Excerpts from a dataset

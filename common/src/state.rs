use std::sync::atomic::{AtomicBool, AtomicU16, AtomicU32, Ordering};

pub const BLINKING_INTERVAL_MIN_MS: u16 = 10;
pub const BLINKING_INTERVAL_MAX_MS: u16 = 60_000;
pub const DEFAULT_BLINKING_INTERVAL_MS: u16 = 1_000;

#[derive(Debug)]
pub struct AtomicF32(AtomicU32);

impl AtomicF32 {
    pub fn new(value: f32) -> Self {
        Self(AtomicU32::new(value.to_bits()))
    }

    pub fn load(&self) -> f32 {
        f32::from_bits(self.0.load(Ordering::Relaxed))
    }

    pub fn store(&self, value: f32) {
        self.0.store(value.to_bits(), Ordering::Relaxed);
    }
}

#[derive(Debug, Default)]
pub struct ChangeFlag(AtomicBool);

impl ChangeFlag {
    pub fn raise(&self) {
        self.0.store(true, Ordering::Release);
    }

    /// Clears the flag and reports whether it was set.
    pub fn take(&self) -> bool {
        self.0.swap(false, Ordering::AcqRel)
    }

    pub fn is_raised(&self) -> bool {
        self.0.load(Ordering::Acquire)
    }
}

#[derive(Debug, Clone, Copy, PartialEq)]
pub struct SensorSnapshot {
    pub temperature: f32,
    pub humidity: f32,
    pub light: f32,
}

impl SensorSnapshot {
    pub fn climate_valid(&self) -> bool {
        !self.temperature.is_nan() && !self.humidity.is_nan()
    }
}

#[derive(Debug)]
pub struct SharedState {
    temperature: AtomicF32,
    humidity: AtomicF32,
    light_level: AtomicF32,
    led_output: AtomicBool,
    led_state: AtomicBool,
    blinking_interval_ms: AtomicU16,
    attributes_changed: ChangeFlag,
}

impl Default for SharedState {
    fn default() -> Self {
        Self::new()
    }
}

impl SharedState {
    pub fn new() -> Self {
        Self {
            temperature: AtomicF32::new(0.0),
            humidity: AtomicF32::new(0.0),
            light_level: AtomicF32::new(0.0),
            led_output: AtomicBool::new(false),
            led_state: AtomicBool::new(false),
            blinking_interval_ms: AtomicU16::new(DEFAULT_BLINKING_INTERVAL_MS),
            attributes_changed: ChangeFlag::default(),
        }
    }

    pub fn temperature(&self) -> f32 {
        self.temperature.load()
    }

    pub fn humidity(&self) -> f32 {
        self.humidity.load()
    }

    pub fn light_level(&self) -> f32 {
        self.light_level.load()
    }

    pub fn record_climate(&self, temperature: f32, humidity: f32) {
        self.temperature.store(temperature);
        self.humidity.store(humidity);
    }

    pub fn record_light(&self, light: f32) {
        self.light_level.store(light);
    }

    pub fn sensors(&self) -> SensorSnapshot {
        SensorSnapshot {
            temperature: self.temperature(),
            humidity: self.humidity(),
            light: self.light_level(),
        }
    }

    pub fn led_output(&self) -> bool {
        self.led_output.load(Ordering::Relaxed)
    }

    pub fn set_led_output(&self, on: bool) {
        self.led_output.store(on, Ordering::Relaxed);
    }

    pub fn led_state(&self) -> bool {
        self.led_state.load(Ordering::Relaxed)
    }

    pub fn set_led_state(&self, on: bool) {
        self.led_state.store(on, Ordering::Relaxed);
    }

    pub fn blinking_interval_ms(&self) -> u16 {
        self.blinking_interval_ms.load(Ordering::Relaxed)
    }

    /// Out-of-range values leave the previous interval in place.
    pub fn apply_blinking_interval(&self, requested: i64) -> bool {
        let min = i64::from(BLINKING_INTERVAL_MIN_MS);
        let max = i64::from(BLINKING_INTERVAL_MAX_MS);
        if !(min..=max).contains(&requested) {
            return false;
        }
        let Ok(interval) = u16::try_from(requested) else {
            return false;
        };
        self.blinking_interval_ms.store(interval, Ordering::Relaxed);
        true
    }

    pub fn attributes_changed(&self) -> &ChangeFlag {
        &self.attributes_changed
    }
}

Problem to work on =>
Copy every line of the entries in which "SensorSnapshot" can be found.

Answer space =>
pub struct SensorSnapshot {
impl SensorSnapshot {
    pub fn sensors(&self) -> SensorSnapshot {
        SensorSnapshot {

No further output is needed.